One thing to keep from this paragraph is that the global meta-mind of the group is more powerful than a single individual behavior and that a group big enough can live alone and diverge from the main branch of its specie.
No one survives alone, the world is made of multiple beings all sharing the same cozy place. You can replace the word environment in all the other paragraphs by symbiosis or system biology (depending on the scale you want to look at).
Be it beneficial or not, any interactions from one specie to another creates a snowball effect. Food chains, infections, viruses, relationships, climate change, etc.. It goes on and on.
A very simple implementation of interspecies interaction is the Bask Sneppen model.
The model dynamics repeatedly eliminates the least adapted species and mutates it and its neighbors to recreate the interaction between species.
Issues With Implementation
I emailed a specialist in EV (Evolutionary programming), Peter Grogono and got some nice insights on the problems faced when implementing evolutionary programming. I’ll introduce some of them in this paragraph.
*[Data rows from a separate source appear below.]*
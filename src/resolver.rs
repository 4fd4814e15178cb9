//! Postcode to region resolution with bounded retry and persisted lookup tables.
//!
//! Both outcomes of a remote lookup are cached permanently: valid mappings under
//! [`POSTCODE_REGIONS_KEY`] and unknown postcodes under [`INVALID_POSTCODES_KEY`]. Only
//! cancellation-class failures are retried; everything else propagates on the first attempt.

mod metrics;

pub use metrics::ResolverMetrics;

// self
use crate::{
	_prelude::*,
	config::{RatesConfig, RetryPolicy},
	error::RemoteError,
	obs::{self, OperationKind, OperationOutcome, OperationSpan},
	rate::{Postcode, RegionCode},
	remote::{RatesApi, SupplyPointLookup},
	singleflight::SingleFlight,
	store::{SettingsStore, StoreError},
};

/// Settings key holding the JSON object of postcode → region mappings.
pub const POSTCODE_REGIONS_KEY: &str = "postcode_regions";
/// Settings key holding the JSON array of postcodes without a supply point.
pub const INVALID_POSTCODES_KEY: &str = "invalid_postcodes";

#[derive(Debug, Default)]
struct RegionTables {
	regions: BTreeMap<Postcode, RegionCode>,
	invalid: BTreeSet<Postcode>,
}

/// Resolves postcodes to provider regions.
///
/// Clones share the cached tables, the flight table, and the metrics.
pub struct RegionResolver<A>
where
	A: ?Sized + RatesApi,
{
	/// Remote API client.
	pub api: Arc<A>,
	/// Persistence for the cached tables.
	pub settings: Arc<dyn SettingsStore>,
	/// Shared lookup counters.
	pub metrics: Arc<ResolverMetrics>,
	tables: Arc<RwLock<RegionTables>>,
	flights: Arc<SingleFlight<Postcode, RegionCode, Error>>,
	retry: RetryPolicy,
}
impl<A> RegionResolver<A>
where
	A: 'static + ?Sized + RatesApi,
{
	/// Loads the cached tables from `settings` and builds a resolver.
	pub async fn load(
		settings: Arc<dyn SettingsStore>,
		api: impl Into<Arc<A>>,
		config: &RatesConfig,
	) -> Result<Self> {
		let regions = match settings.get(POSTCODE_REGIONS_KEY).await? {
			Some(raw) => decode_setting(POSTCODE_REGIONS_KEY, &raw)?,
			None => BTreeMap::new(),
		};
		let invalid = match settings.get(INVALID_POSTCODES_KEY).await? {
			Some(raw) => decode_setting(INVALID_POSTCODES_KEY, &raw)?,
			None => BTreeSet::new(),
		};

		Ok(Self {
			api: api.into(),
			settings,
			metrics: Default::default(),
			tables: Arc::new(RwLock::new(RegionTables { regions, invalid })),
			flights: Default::default(),
			retry: config.region_retry,
		})
	}

	/// Cached region for `postcode`, if any.
	pub fn cached_region(&self, postcode: &Postcode) -> Option<RegionCode> {
		self.tables.read().regions.get(postcode).cloned()
	}

	/// Whether `postcode` is cached as having no supply point.
	pub fn is_known_invalid(&self, postcode: &Postcode) -> bool {
		self.tables.read().invalid.contains(postcode)
	}

	/// Resolves raw postcode text to a region code.
	pub async fn resolve(&self, raw: &str) -> Result<RegionCode> {
		const KIND: OperationKind = OperationKind::RegionLookup;

		let Some(postcode) = Postcode::parse(raw) else {
			return Err(Error::InvalidPostcode { postcode: raw.trim().to_owned() });
		};

		if self.is_known_invalid(&postcode) {
			return Err(Error::InvalidPostcode { postcode: postcode.to_string() });
		}
		if let Some(region) = self.cached_region(&postcode) {
			return Ok(region);
		}

		let span = OperationSpan::new(KIND, "resolve");

		obs::record_operation_outcome(KIND, OperationOutcome::Attempt);
		self.metrics.record_lookup();

		let this = self.clone();
		let key = postcode.clone();
		let flight = self.flights.execute(key, move || async move { this.lookup(postcode).await });
		let result = span.instrument(flight).await;

		obs::record_operation_outcome(
			KIND,
			if result.is_ok() { OperationOutcome::Success } else { OperationOutcome::Failure },
		);

		result
	}

	async fn lookup(&self, postcode: Postcode) -> Result<RegionCode> {
		let lookup = self.lookup_with_retry(&postcode).await?;
		let Some(point) = lookup.results.first() else {
			let snapshot = {
				let mut tables = self.tables.write();

				tables.invalid.insert(postcode.clone());

				encode_setting(&tables.invalid)
			};

			self.persist(INVALID_POSTCODES_KEY, snapshot).await;

			return Err(Error::InvalidPostcode { postcode: postcode.to_string() });
		};
		let region = RegionCode::from_group_id(&point.group_id).map_err(|e| {
			RemoteError::Decode { path: "results[0].group_id".into(), message: e.to_string() }
		})?;
		let snapshot = {
			let mut tables = self.tables.write();

			tables.regions.insert(postcode, region.clone());

			encode_setting(&tables.regions)
		};

		self.persist(POSTCODE_REGIONS_KEY, snapshot).await;

		Ok(region)
	}

	async fn lookup_with_retry(&self, postcode: &Postcode) -> Result<SupplyPointLookup> {
		let mut attempt = 1;

		loop {
			self.metrics.record_remote_attempt();

			match self.api.lookup_supply_points(postcode).await {
				Ok(lookup) => return Ok(lookup),
				Err(e) if e.is_retryable() && attempt < self.retry.max_attempts => {
					self.metrics.record_retry();
					tokio::time::sleep(self.retry.backoff_after(attempt)).await;

					attempt += 1;
				},
				Err(e) => return Err(e.into()),
			}
		}
	}

	async fn persist(&self, key: &'static str, snapshot: Result<String, StoreError>) {
		let result = match snapshot {
			Ok(value) => self.settings.put(key, value).await,
			Err(e) => Err(e),
		};

		if let Err(e) = result {
			obs::warn_degraded("settings_persist", &key, &e);
		}
	}
}
impl<A> Clone for RegionResolver<A>
where
	A: ?Sized + RatesApi,
{
	fn clone(&self) -> Self {
		Self {
			api: Arc::clone(&self.api),
			settings: Arc::clone(&self.settings),
			metrics: Arc::clone(&self.metrics),
			tables: Arc::clone(&self.tables),
			flights: Arc::clone(&self.flights),
			retry: self.retry,
		}
	}
}
impl<A> Debug for RegionResolver<A>
where
	A: ?Sized + RatesApi,
{
	fn fmt(&self, f: &mut Formatter) -> FmtResult {
		let tables = self.tables.read();

		f.debug_struct("RegionResolver")
			.field("cached_regions", &tables.regions.len())
			.field("invalid_postcodes", &tables.invalid.len())
			.field("retry", &self.retry)
			.finish()
	}
}

/// Resolves `input`, or returns the default region when the input is blank.
pub async fn resolve_or_default<A>(resolver: &RegionResolver<A>, input: &str) -> Result<RegionCode>
where
	A: 'static + ?Sized + RatesApi,
{
	if input.trim().is_empty() {
		return Ok(RegionCode::fallback());
	}

	resolver.resolve(input).await
}

fn decode_setting<T>(key: &str, raw: &str) -> Result<T, StoreError>
where
	T: for<'de> Deserialize<'de>,
{
	serde_json::from_str(raw).map_err(|e| StoreError::Serialization {
		message: format!("Failed to parse setting `{key}`: {e}"),
	})
}

fn encode_setting<T>(value: &T) -> Result<String, StoreError>
where
	T: Serialize,
{
	serde_json::to_string(value).map_err(|e| StoreError::Serialization {
		message: format!("Failed to serialize setting: {e}"),
	})
}
//! Reqwest-backed [`RatesApi`] implementation.
//!
//! Requests carry a per-request timeout taken from [`RatesConfig::request_timeout`]. Non-success
//! statuses surface as [`RemoteError::Status`] with a bounded body preview, and JSON bodies are
//! decoded through `serde_path_to_error` so failures report the offending path.

// crates.io
use serde::de::DeserializeOwned;
// self
use crate::{
	_prelude::*,
	config::RatesConfig,
	error::{ConfigError, RemoteError},
	rate::{Postcode, PriceRecord, TariffCode},
	remote::{RatesApi, RemoteFuture, SupplyPointLookup},
};

const BODY_PREVIEW_LIMIT: usize = 256;

/// HTTP client for the provider's rates API.
#[derive(Clone, Debug)]
pub struct ReqwestRatesClient {
	client: ReqwestClient,
	rates_url: Url,
	supply_points_url: Url,
	timeout: StdDuration,
}
impl ReqwestRatesClient {
	/// Builds a client with its own connection pool.
	pub fn new(config: &RatesConfig) -> Result<Self, ConfigError> {
		let client = ReqwestClient::builder().timeout(config.request_timeout).build()?;

		Self::with_client(client, config)
	}

	/// Wraps an existing reqwest client, e.g. one shared with the rest of the application.
	pub fn with_client(client: ReqwestClient, config: &RatesConfig) -> Result<Self, ConfigError> {
		Ok(Self {
			client,
			rates_url: config.endpoints.rates()?,
			supply_points_url: config.endpoints.grid_supply_points()?,
			timeout: config.request_timeout,
		})
	}

	async fn get_json<T>(&self, mut url: Url, param: (&str, &str)) -> Result<T, RemoteError>
	where
		T: DeserializeOwned,
	{
		url.query_pairs_mut().append_pair(param.0, param.1);

		let response = self.client.get(url).timeout(self.timeout).send().await?;
		let status = response.status();
		let bytes = response.bytes().await?;

		if !status.is_success() {
			return Err(RemoteError::Status {
				status: status.as_u16(),
				body: body_preview(&String::from_utf8_lossy(&bytes)),
			});
		}

		let mut deserializer = serde_json::Deserializer::from_slice(&bytes);

		serde_path_to_error::deserialize(&mut deserializer).map_err(RemoteError::decode)
	}
}
impl RatesApi for ReqwestRatesClient {
	fn fetch_rates<'a>(&'a self, tariff: &'a TariffCode) -> RemoteFuture<'a, Vec<PriceRecord>> {
		Box::pin(async move {
			let region = tariff.region();
			let rows: Vec<RateRow> =
				self.get_json(self.rates_url.clone(), ("region", region.as_ref())).await?;

			into_records(tariff, rows)
		})
	}

	fn lookup_supply_points<'a>(
		&'a self,
		postcode: &'a Postcode,
	) -> RemoteFuture<'a, SupplyPointLookup> {
		Box::pin(async move {
			self.get_json(self.supply_points_url.clone(), ("postcode", postcode.as_ref())).await
		})
	}
}

/// Wire shape of one rate row.
#[derive(Debug, Deserialize)]
struct RateRow {
	valid_from: DateTime<Utc>,
	valid_to: DateTime<Utc>,
	value_exc_vat: f64,
	value_inc_vat: f64,
}

fn into_records(tariff: &TariffCode, rows: Vec<RateRow>) -> Result<Vec<PriceRecord>, RemoteError> {
	rows.into_iter()
		.enumerate()
		.map(|(idx, row)| {
			PriceRecord::new(
				tariff.clone(),
				row.valid_from,
				row.valid_to,
				row.value_exc_vat,
				row.value_inc_vat,
			)
			.map_err(|e| RemoteError::Decode { path: format!("[{idx}]"), message: e.to_string() })
		})
		.collect()
}

fn body_preview(body: &str) -> String {
	let body = body.trim();

	if body.chars().count() <= BODY_PREVIEW_LIMIT {
		return body.to_owned();
	}

	let mut buf: String = body.chars().take(BODY_PREVIEW_LIMIT).collect();

	buf.push('…');

	buf
}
If you want to read more about it, he has written some excellent papers on the subject such as Laws and Life.
Evolutionary programming is mainly used in optimization problems where you have a function F (fitness function) and want to assign the best value to the parameters.
The problem arise when the developers are choosing those parameters and on what space they can evolve on.
The parameter space may be very large. In fact EP is used precisely because it provides an efficient way of searching large spaces. But the parameter space may also be too small in the sense that it restricts the solution to possibilities imagined by the designer.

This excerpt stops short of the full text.